In the right, find the IWAM account name we just queried by the Adsutil script, change the password of the account. Then use the script to modify the IWAM account password in IIS Metabase: C: / INETPUB / Adminscripts> Adsutil Set W3SVC / WamuserPass PasswordWamuserpass: (String) "Password"
It can be seen that the prompt is successful, then "Services", stop, then start the "IIS Admin" service through the current management console. You can also use the command line:
C: /> Net Stop Iisadmin / Y
C: /> NET START W3SVC
[2] certificate service
When using OWA's change password function, it is very dangerous because the password is used. In order to ensure the security of the account, we must enable SSL (Secure Socket Layer) encryption for this feature. In order to implement SSL, you need to use a certificate to verify the IIS service.
We have installed the certificate service in front, which is to provide a certificate for IIS and domain accounts. If you have a certificate issued by a business company (such as VeriSIGN, etc.), of course, you can also use them directly. Generate a server certificate for the IIS service and export. Install it to the "trusted enterprise root certificate" so that the certificate can be trusted with the user.

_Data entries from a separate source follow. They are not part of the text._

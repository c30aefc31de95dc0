use std::path::{Path, PathBuf};

/// Resolve the planner workspace root.
///
/// Priority:
/// 1. `--root` flag / `PLANNER_ROOT` env var (passed in as `explicit`)
/// 2. Walk upward from `cwd` looking for `.planner/`
/// 3. Fall back to `cwd`
pub fn resolve_root(explicit: Option<&Path>) -> PathBuf {
    if let Some(p) = explicit {
        return p.to_path_buf();
    }

    let cwd = std::env::current_dir().unwrap_or_else(|_| PathBuf::from("."));
    find_workspace(&cwd).unwrap_or(cwd)
}

fn find_workspace(start: &Path) -> Option<PathBuf> {
    start
        .ancestors()
        .find(|dir| dir.join(planner_core::paths::PLANNER_DIR).is_dir())
        .map(Path::to_path_buf)
}
pub mod access;
pub mod config;
pub mod error;
pub mod io;
pub mod password;
pub mod paths;
pub mod post;
pub mod query;
pub mod roles;
pub mod state;
pub mod status;
pub mod types;
pub mod user;
pub mod workspace;

pub use error::{PlannerError, Result};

Open the "Internet Information Service" management console Snap-in, right-click the default web site (here we assume that only one site above IIS is ready to use OWA, if the situation is different, please modify itself), Select "Directory Security" in Default Site Properties, click Server Certificate in "Secure Communication" below, and use its wizard to install the server certificate we exported.

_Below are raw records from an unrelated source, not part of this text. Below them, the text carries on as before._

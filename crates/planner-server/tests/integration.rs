use axum::http::StatusCode;
use http_body_util::BodyExt;
use planner_core::password::hash_password_with;
use planner_core::post::{Post, PostDraft};
use planner_core::roles::RoleSet;
use planner_core::types::{Role, TaskKind};
use planner_core::user::User;
use planner_server::{build_router, AppState};
use tempfile::TempDir;
use tower::ServiceExt;

// ---------------------------------------------------------------------------
// Helpers
// ---------------------------------------------------------------------------

/// Initialize a workspace and return state signed with a fixed key.
fn init_workspace(dir: &TempDir) -> AppState {
    planner_core::workspace::init(dir.path(), "newsroom").unwrap();
    let config = planner_core::config::Config::load(dir.path()).unwrap();
    AppState::new(dir.path().to_path_buf(), config, b"integration-test-key".to_vec())
}

fn add_user(dir: &TempDir, login: &str, roles: &[Role]) -> User {
    User::create(
        dir.path(),
        login,
        hash_password_with("secret", 1_000),
        roles.iter().copied().collect::<RoleSet>(),
    )
    .unwrap()
}

fn add_post(dir: &TempDir, title: &str, post_type: &str, deadline: &str) -> Post {
    Post::create(
        dir.path(),
        PostDraft {
            title: title.into(),
            post_type: post_type.into(),
            deadline: deadline.into(),
            ..Default::default()
        },
    )
    .unwrap()
}

fn bearer(state: &AppState, user: &User) -> String {
    format!("Bearer {}", state.sessions.issue(user.id).unwrap().0)
}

In order to modify the user's password through OWA, you need to create a virtual folder of "IisadMPWD" in the default site. This directory only allows you to read. "Application Name" there of "Application Settings" fills in IisadMPWD, and the execution license is pure script.
Open Internet Explorer, enter "http: //
4, repair network services
In front we have installed WINS on another server, we can now install WINS on newly installed servers to implement "push / pull" copy. You can also install DNS implementation area copy. DHCP, we can divide the address range of the region into 80% of the remaining area (20% of the anastomosis, of course, can be changed as needed).
This way, WINS / DNS / DHCP can continue to provide services.
Next, the service shared by the printer and file is provided in accordance with the original shared content. Don't forget patch and antivirus programs! The remaining software such as backups, I will no longer talk nonsense.
Third, missions, AccompLished.
I finalized the completion, confirmed that all the services were normal. While getting their gratitude, don't forget to make a complete backup of a system!
Finally, one sentence, all knowledge and information can be found in KB. If possible, usually we can collect information preparations for some disaster recovery. We can make imaginary exercises without affecting business. It is necessary to use it for a while to raise our troops.